---------- EXERCISE INPUT ----------

//! Per-camera alert cooldown shared by every detection worker.

use std::collections::HashMap;
use std::sync::{Mutex, MutexGuard};
use std::time::{Duration, Instant};

pub const DEFAULT_COOLDOWN: Duration = Duration::from_secs(180);

/// Camera name -> instant of the last alert that was let through.
///
/// All access goes through one mutex, so `try_acquire` is a single critical
/// section even when two workers race on the same camera.
#[derive(Debug)]
pub struct AlertThrottle {
    cooldown: Duration,
    last_alert: Mutex<HashMap<String, Instant>>,
}

impl AlertThrottle {
    pub fn new(cooldown: Duration) -> Self {
        Self {
            cooldown,
            last_alert: Mutex::new(HashMap::new()),
        }
    }

    pub fn cooldown(&self) -> Duration {
        self.cooldown
    }

    /// True if no alert was recorded for `camera`, or the last one is strictly
    /// more than `cooldown` before `now`.
    pub fn should_alert(&self, camera: &str, now: Instant) -> bool {
        let map = self.lock();
        self.elapsed_ok(map.get(camera), now)
    }

    pub fn record_alert(&self, camera: &str, now: Instant) {
        self.lock().insert(camera.to_string(), now);
    }

    /// Check and record in one step. Returns true when the caller may alert.
    pub fn try_acquire(&self, camera: &str, now: Instant) -> bool {
        let mut map = self.lock();
        if !self.elapsed_ok(map.get(camera), now) {
            return false;
        }
        map.insert(camera.to_string(), now);
        true
    }

    pub fn last_alert(&self, camera: &str) -> Option<Instant> {
        self.lock().get(camera).copied()
    }

    fn elapsed_ok(&self, last: Option<&Instant>, now: Instant) -> bool {
        match last {
            None => true,
            // An instant earlier than the recorded one is inside the window.
            Some(last) => now
                .checked_duration_since(*last)
                .is_some_and(|elapsed| elapsed > self.cooldown),
        }
    }

    fn lock(&self) -> MutexGuard<'_, HashMap<String, Instant>> {
        // A worker that panicked mid-insert leaves a usable map behind.
        self.last_alert
            .lock()
            .unwrap_or_else(|poisoned| poisoned.into_inner())
    }
}

impl Default for AlertThrottle {
    fn default() -> Self {
        Self::new(DEFAULT_COOLDOWN)
    }
}

#[cfg(test)]
mod tests {
    use super::*;
    use std::sync::atomic::{AtomicUsize, Ordering};
    use std::sync::Arc;
    use std::thread;

    #[test]
    fn second_alert_inside_cooldown_is_suppressed() {
        let throttle = AlertThrottle::new(Duration::from_secs(180));
        let t0 = Instant::now();
        assert!(throttle.should_alert("Gate", t0));
        throttle.record_alert("Gate", t0);

        assert!(!throttle.should_alert("Gate", t0 + Duration::from_secs(10)));
        assert!(!throttle.should_alert("Gate", t0 + Duration::from_secs(180)));
        assert!(throttle.should_alert("Gate", t0 + Duration::from_secs(181)));
    }

    #[test]
    fn cameras_are_throttled_independently() {
        let throttle = AlertThrottle::default();
        let t0 = Instant::now();
        assert!(throttle.try_acquire("Gate", t0));
        assert!(throttle.try_acquire("Yard", t0));
        assert!(!throttle.try_acquire("Gate", t0 + Duration::from_secs(1)));
        assert_eq!(throttle.last_alert("Gate"), Some(t0));
    }

    #[test]
    fn concurrent_acquire_lets_exactly_one_through() {
        let throttle = Arc::new(AlertThrottle::new(Duration::from_secs(60)));
        let granted = Arc::new(AtomicUsize::new(0));
        let now = Instant::now();

        let handles: Vec<_> = (0..8)
            .map(|_| {
                let throttle = throttle.clone();
                let granted = granted.clone();
                thread::spawn(move || {
                    if throttle.try_acquire("Gate", now) {
                        granted.fetch_add(1, Ordering::SeqCst);
                    }
                })
            })
            .collect();
        for handle in handles {
            handle.join().unwrap();
        }
        assert_eq!(granted.load(Ordering::SeqCst), 1);
    }
}
//! Frame sources.
//!
//! - `stub://<name>` links: synthetic scene, always available (tests, demos)
//! - `rtsp://`, `http(s)://` and device-index links: GStreamer decode
//!   (feature: rtsp-gstreamer)
//!
//! A source is owned by exactly one acquisition loop. The loop asks the
//! `SourceFactory` for a fresh source on every (re)connection attempt and
//! drops the old one, so a source never has to support reopening.
//!
//! Sources MUST NOT log pixel content.

#[cfg(feature = "rtsp-gstreamer")]
pub mod gstreamer;
pub mod synthetic;

use std::time::Duration;

use anyhow::Result;

use crate::config::{CameraConfig, CameraLink, Connection};
use crate::error::WatchError;
use crate::frame::CapturedImage;
use crate::timeout::run_with_timeout;

#[cfg(feature = "rtsp-gstreamer")]
pub use self::gstreamer::GstreamerSource;
pub use synthetic::SyntheticSource;

/// One camera's decoder/transport.
pub trait FrameSource: Send {
    /// Connect and start decoding. Called once per source instance.
    fn open(&mut self) -> Result<()>;

    /// Block until the next frame is decoded. An error means the stream is lost.
    fn read_frame(&mut self) -> Result<CapturedImage>;

    /// Release transport resources. Must be safe to call more than once.
    fn close(&mut self);
}

/// Builds a fresh `FrameSource` for a camera.
pub trait SourceFactory: Send + Sync {
    fn create(&self, camera: &CameraConfig) -> Result<Box<dyn FrameSource>>;
}

/// Dispatches on the camera link.
#[derive(Debug, Default, Clone, Copy)]
pub struct DefaultSourceFactory;

impl SourceFactory for DefaultSourceFactory {
    fn create(&self, camera: &CameraConfig) -> Result<Box<dyn FrameSource>> {
        let link = match &camera.connection {
            Connection::Link(link) => link,
            Connection::Dvr(_) => {
                return Err(WatchError::Config(format!(
                    "camera '{}' is DVR-backed and has not been resolved to a stream link",
                    camera.name
                ))
                .into())
            }
        };
        if let CameraLink::Uri(uri) = link {
            if uri.starts_with(synthetic::STUB_SCHEME) {
                return Ok(Box::new(SyntheticSource::from_camera(camera, uri)?));
            }
        }
        #[cfg(feature = "rtsp-gstreamer")]
        {
            Ok(Box::new(GstreamerSource::new(camera, link)?))
        }
        #[cfg(not(feature = "rtsp-gstreamer"))]
        {
            Err(WatchError::Config(format!(
                "link {} requires the rtsp-gstreamer feature",
                camera.link_display()
            ))
            .into())
        }
    }
}

/// Open `source` on a helper thread, bounded by `timeout`.
///
/// On success the opened source is handed back. On timeout the helper keeps
/// the source and drops it when the blocked open finally returns.
pub fn open_with_timeout(
    camera: &str,
    mut source: Box<dyn FrameSource>,
    timeout: Duration,
) -> Result<Box<dyn FrameSource>, WatchError> {
    let what = format!("open {camera}");
    let outcome = run_with_timeout(&what, timeout, move || match source.open() {
        Ok(()) => Ok(source),
        Err(err) => {
            source.close();
            Err(err)
        }
    });
    match outcome {
        Ok(Ok(source)) => Ok(source),
        Ok(Err(err)) => Err(WatchError::ConnectFailed {
            camera: camera.to_string(),
            reason: format!("{err:#}"),
        }),
        Err(err) => Err(WatchError::ConnectFailed {
            camera: camera.to_string(),
            reason: err.to_string(),
        }),
    }
}
impl StreamHandle {
    fn new(camera: CameraConfig, state: StreamState) -> Self {
        Self {
            inner: Arc::new(StreamInner {
                name: camera.name.clone(),
                camera: RwLock::new(Arc::new(camera)),
                bus: Arc::new(FrameBus::new()),
                preview: FrameBus::with_capacity(1),
                cell: Mutex::new(StateCell {
                    state,
                    exited: state != StreamState::Connecting,
                }),
                changed: Condvar::new(),
                cancel: AtomicBool::new(false),
                reconnects: AtomicU64::new(0),
                open_failures: AtomicU64::new(0),
                last_error: Mutex::new(None),
                worker: Mutex::new(None),
            }),
        }
    }

    pub fn name(&self) -> &str {
        &self.inner.name
    }

    /// Camera the current acquisition loop was started with.
    pub fn camera(&self) -> Arc<CameraConfig> {
        self.inner
            .camera
            .read()
            .unwrap_or_else(|poisoned| poisoned.into_inner())
            .clone()
    }

    pub fn state(&self) -> StreamState {
        self.cell().state
    }

    /// Detection bus for this camera.
    pub fn bus(&self) -> Arc<FrameBus> {
        self.inner.bus.clone()
    }

    /// Most recent frame for live preview, if one arrived since the last call.
    pub fn take_preview(&self) -> Option<Frame> {
        self.inner.preview.try_pop()
    }

    pub fn last_error(&self) -> Option<String> {
        lock(&self.inner.last_error).clone()
    }

    pub fn stats(&self) -> StreamStats {
        let bus = self.inner.bus.metrics();
        StreamStats {
            camera: self.inner.name.clone(),
            state: self.state(),
            frames_captured: bus.pushed,
            frames_dropped: bus.evicted,
            reconnects: self.inner.reconnects.load(Ordering::Relaxed),
            open_failures: self.inner.open_failures.load(Ordering::Relaxed),
            last_error: self.last_error(),
        }
    }

    /// Block until `pred(state)` holds or `timeout` passes. Returns the last state seen.
    pub fn wait_for_state<F>(&self, timeout: Duration, pred: F) -> StreamState
    where
        F: Fn(StreamState) -> bool,
    {
        let deadline = Instant::now() + timeout;
        let mut cell = self.cell();
        while !pred(cell.state) {
            let now = Instant::now();
            if now >= deadline {
                break;
            }
            cell = self
                .inner
                .changed
                .wait_timeout(cell, deadline - now)
                .unwrap_or_else(|poisoned| poisoned.into_inner())
                .0;
        }
        cell.state
    }

    fn cell(&self) -> MutexGuard<'_, StateCell> {
        lock(&self.inner.cell)
    }

    fn is_cancelled(&self) -> bool {
        self.inner.cancel.load(Ordering::SeqCst)
    }

    fn set_state(&self, next: StreamState) {
        let mut cell = self.cell();
        let prev = cell.state;
        cell.state = next;
        drop(cell);
        self.inner.changed.notify_all();
        if prev == next {
            return;
        }
        let name = self.name();
        match next {
            StreamState::Failed => log::error!("stream '{name}': {prev} -> {next}"),
            StreamState::Reconnecting => log::warn!("stream '{name}': {prev} -> {next}"),
            _ => log::info!("stream '{name}': {prev} -> {next}"),
        }
    }

    fn mark_exited(&self) {
        self.cell().exited = true;
        self.inner.changed.notify_all();
    }

    fn record_error(&self, err: &WatchError) {
        *lock(&self.inner.last_error) = Some(err.to_string());
    }

    /// Wait for the loop thread to leave, then reap it. False if it overran `timeout`.
    fn join_within(&self, timeout: Duration) -> bool {
        let deadline = Instant::now() + timeout;
        let mut cell = self.cell();
        while !cell.exited {
            let now = Instant::now();
            if now >= deadline {
                break;
            }
            cell = self
                .inner
                .changed
                .wait_timeout(cell, deadline - now)
                .unwrap_or_else(|poisoned| poisoned.into_inner())
                .0;
        }
        let exited = cell.exited;
        drop(cell);

        let worker = lock(&self.inner.worker).take();
        match (exited, worker) {
            (true, Some(worker)) => {
                if worker.join().is_err() {
                    log::error!("stream '{}': acquisition thread panicked", self.name());
                }
                true
            }
            (true, None) => true,
            (false, Some(_detached)) => {
                log::warn!(
                    "stream '{}': did not stop within {:?}; detaching acquisition thread",
                    self.name(),
                    timeout
                );
                false
            }
            (false, None) => false,
        }
    }
}

impl fmt::Debug for StreamHandle {
    fn fmt(&self, f: &mut fmt::Formatter<'_>) -> fmt::Result {
        f.debug_struct("StreamHandle")
            .field("camera", &self.inner.name)
            .field("state", &self.state())
            .finish()
    }
}

fn lock<T>(mutex: &Mutex<T>) -> MutexGuard<'_, T> {
    mutex.lock().unwrap_or_else(|poisoned| poisoned.into_inner())
}

// ----------------------------------------------------------------------------
// StreamManager
// ----------------------------------------------------------------------------

/// Starts, stops and restarts acquisition loops, one per camera.
pub struct StreamManager {
    factory: Arc<dyn SourceFactory>,
    settings: StreamSettings,
    streams: Mutex<Vec<StreamHandle>>,
}

impl StreamManager {
    pub fn new(factory: Arc<dyn SourceFactory>, settings: StreamSettings) -> Self {
        Self {
            factory,
            settings,
            streams: Mutex::new(Vec::new()),
        }
    }

    /// Launch the acquisition loop for `camera`. The handle starts in `Connecting`.
    pub fn start(&self, camera: CameraConfig) -> Result<StreamHandle, WatchError> {
        let handle = StreamHandle::new(camera, StreamState::Connecting);
        self.launch(&handle)?;
        lock(&self.streams).push(handle.clone());
        Ok(handle)
    }

    /// Register a camera that could not be resolved. The handle is `Failed` from the start.
    pub fn start_unavailable(&self, camera: CameraConfig, reason: &WatchError) -> StreamHandle {
        let handle = StreamHandle::new(camera, StreamState::Failed);
        handle.record_error(reason);
        log::error!("stream '{}': unavailable: {}", handle.name(), reason);
        lock(&self.streams).push(handle.clone());
        handle
    }

    /// Signal the loop and wait (bounded) for it to release its source.
    ///
    /// Returns false if the loop was still blocked inside the source when the
    /// stop timeout elapsed; the thread is then detached.
    pub fn stop(&self, handle: &StreamHandle) -> bool {
        handle.inner.cancel.store(true, Ordering::SeqCst);
        handle.inner.changed.notify_all();
        handle.join_within(self.settings.stop_timeout)
    }

    /// Stop every managed stream, signalling all of them before waiting on any.
    pub fn stop_all(&self) -> usize {
        let handles = self.handles();
        for handle in &handles {
            handle.inner.cancel.store(true, Ordering::SeqCst);
        }
        let deadline = Instant::now() + self.settings.stop_timeout;
        handles
            .iter()
            .filter(|handle| {
                let left = deadline.saturating_duration_since(Instant::now());
                handle.join_within(left)
            })
            .count()
    }

    pub fn is_running(&self, handle: &StreamHandle) -> bool {
        let cell = handle.cell();
        !cell.exited && cell.state.is_live()
    }

    pub fn handles(&self) -> Vec<StreamHandle> {
        lock(&self.streams).clone()
    }

    pub fn get(&self, name: &str) -> Option<StreamHandle> {
        lock(&self.streams)
            .iter()
            .find(|handle| handle.name() == name)
            .cloned()
    }

    /// Re-launch a stream that is `Failed` or `Stopped`, with its current camera.
    pub fn restart(&self, name: &str) -> Result<StreamHandle, WatchError> {
        self.restart_with(name, None)
    }

    /// Re-launch a finished stream, optionally swapping the camera it connects with.
    ///
    /// The handle, its bus and its counters are kept, so consumers holding the
    /// handle keep working.
    pub fn restart_with(
        &self,
        name: &str,
        camera: Option<CameraConfig>,
    ) -> Result<StreamHandle, WatchError> {
        let handle = self
            .get(name)
            .ok_or_else(|| WatchError::Config(format!("no stream named '{name}'")))?;
        if self.is_running(&handle) {
            return Err(WatchError::Config(format!(
                "stream '{name}' is still running"
            )));
        }
        if !handle.join_within(self.settings.stop_timeout) {
            return Err(WatchError::Config(format!(
                "stream '{name}' has not released its previous source"
            )));
        }
        if let Some(camera) = camera {
            *handle
                .inner
                .camera
                .write()
                .unwrap_or_else(|poisoned| poisoned.into_inner()) = Arc::new(camera);
        }
        log::info!("stream '{name}': restart requested");
        self.launch(&handle)?;
        Ok(handle)
    }

    fn launch(&self, handle: &StreamHandle) -> Result<(), WatchError> {
        handle.inner.cancel.store(false, Ordering::SeqCst);
        {
            let mut cell = handle.cell();
            cell.exited = false;
            cell.state = StreamState::Connecting;
        }
        let thread_handle = handle.clone();
        let factory = self.factory.clone();
        let policy = RetryPolicy::from(&self.settings);
        let worker = std::thread::Builder::new()
            .name(format!("stream:{}", handle.name()))
            .spawn(move || {
                let outcome = catch_unwind(AssertUnwindSafe(|| {
                    acquisition_loop(&thread_handle, factory.as_ref(), &policy)
                }));
                if let Err(payload) = outcome {
                    let err = WatchError::ReadFailed {
                        camera: thread_handle.name().to_string(),
                        reason: format!("source panicked: {}", panic_message(payload.as_ref())),
                    };
                    thread_handle.record_error(&err);
                    log::error!("stream '{}': {}", thread_handle.name(), err);
                    thread_handle.set_state(StreamState::Failed);
                }
                thread_handle.mark_exited();
            });
        match worker {
            Ok(worker) => {
                *lock(&handle.inner.worker) = Some(worker);
                Ok(())
            }
            Err(err) => {
                handle.set_state(StreamState::Failed);
                handle.mark_exited();
                Err(WatchError::Io(err))
            }
        }
    }
}

impl Drop for StreamManager {
    fn drop(&mut self) {
        for handle in lock(&self.streams).iter() {
            handle.inner.cancel.store(true, Ordering::SeqCst);
        }
    }
}

// ----------------------------------------------------------------------------
// Acquisition loop
// ----------------------------------------------------------------------------

fn acquisition_loop(handle: &StreamHandle, factory: &dyn SourceFactory, policy: &RetryPolicy) {
    let mut seq: u64 = 0;
    loop {
        let Some(mut source) = connect(handle, factory, policy) else {
            if handle.is_cancelled() {
                handle.set_state(StreamState::Stopped);
            } else {
                handle.set_state(StreamState::Failed);
            }
            return;
        };
        handle.set_state(StreamState::Streaming);

        let lost = read_until_lost(handle, source.as_mut(), &mut seq);
        source.close();
        drop(source);

        match lost {
            None => {
                handle.set_state(StreamState::Stopped);
                return;
            }
            Some(err) => {
                log::warn!("stream '{}': {}", handle.name(), err);
                handle.record_error(&err);
                handle.inner.reconnects.fetch_add(1, Ordering::Relaxed);
                handle.set_state(StreamState::Reconnecting);
            }
        }
    }
}

/// Read frames until the source fails (`Some(err)`) or a stop is requested (`None`).
fn read_until_lost(
    handle: &StreamHandle,
    source: &mut dyn FrameSource,
    seq: &mut u64,
) -> Option<WatchError> {
    let camera: Arc<str> = Arc::from(handle.name());
    let settle_until = Instant::now() + handle.camera().settle;
    loop {
        if handle.is_cancelled() {
            return None;
        }
        match source.read_frame() {
            Ok(_) if Instant::now() < settle_until => {}
            Ok(image) => {
                *seq += 1;
                let frame = Frame::new(camera.clone(), *seq, image);
                handle.inner.preview.push(frame.clone());
                if let Some(evicted) = handle.inner.bus.push(frame) {
                    log::trace!(
                        "stream '{}': frame {} evicted before detection",
                        handle.name(),
                        evicted.seq()
                    );
                }
            }
            Err(err) => {
                return Some(WatchError::ReadFailed {
                    camera: handle.name().to_string(),
                    reason: format!("{err:#}"),
                })
            }
        }
    }
}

----------

Please write out, exactly as they appear above, only the lines in the stretch from the line with "let throttle = AlertThrottle::default();" through the line with "fn open(&mut self) -> Result<()>;".

• SOLUTION FOR THIS EXERCISE:
        let throttle = AlertThrottle::default();
        let t0 = Instant::now();
        assert!(throttle.try_acquire("Gate", t0));
        assert!(throttle.try_acquire("Yard", t0));
        assert!(!throttle.try_acquire("Gate", t0 + Duration::from_secs(1)));
        assert_eq!(throttle.last_alert("Gate"), Some(t0));
    }

    #[test]
    fn concurrent_acquire_lets_exactly_one_through() {
        let throttle = Arc::new(AlertThrottle::new(Duration::from_secs(60)));
        let granted = Arc::new(AtomicUsize::new(0));
        let now = Instant::now();

        let handles: Vec<_> = (0..8)
            .map(|_| {
                let throttle = throttle.clone();
                let granted = granted.clone();
                thread::spawn(move || {
                    if throttle.try_acquire("Gate", now) {
                        granted.fetch_add(1, Ordering::SeqCst);
                    }
                })
            })
            .collect();
        for handle in handles {
            handle.join().unwrap();
        }
        assert_eq!(granted.load(Ordering::SeqCst), 1);
    }
}
//! Frame sources.
//!
//! - `stub://<name>` links: synthetic scene, always available (tests, demos)
//! - `rtsp://`, `http(s)://` and device-index links: GStreamer decode
//!   (feature: rtsp-gstreamer)
//!
//! A source is owned by exactly one acquisition loop. The loop asks the
//! `SourceFactory` for a fresh source on every (re)connection attempt and
//! drops the old one, so a source never has to support reopening.
//!
//! Sources MUST NOT log pixel content.

#[cfg(feature = "rtsp-gstreamer")]
pub mod gstreamer;
pub mod synthetic;

use std::time::Duration;

use anyhow::Result;

use crate::config::{CameraConfig, CameraLink, Connection};
use crate::error::WatchError;
use crate::frame::CapturedImage;
use crate::timeout::run_with_timeout;

#[cfg(feature = "rtsp-gstreamer")]
pub use self::gstreamer::GstreamerSource;
pub use synthetic::SyntheticSource;

/// One camera's decoder/transport.
pub trait FrameSource: Send {
    /// Connect and start decoding. Called once per source instance.
    fn open(&mut self) -> Result<()>;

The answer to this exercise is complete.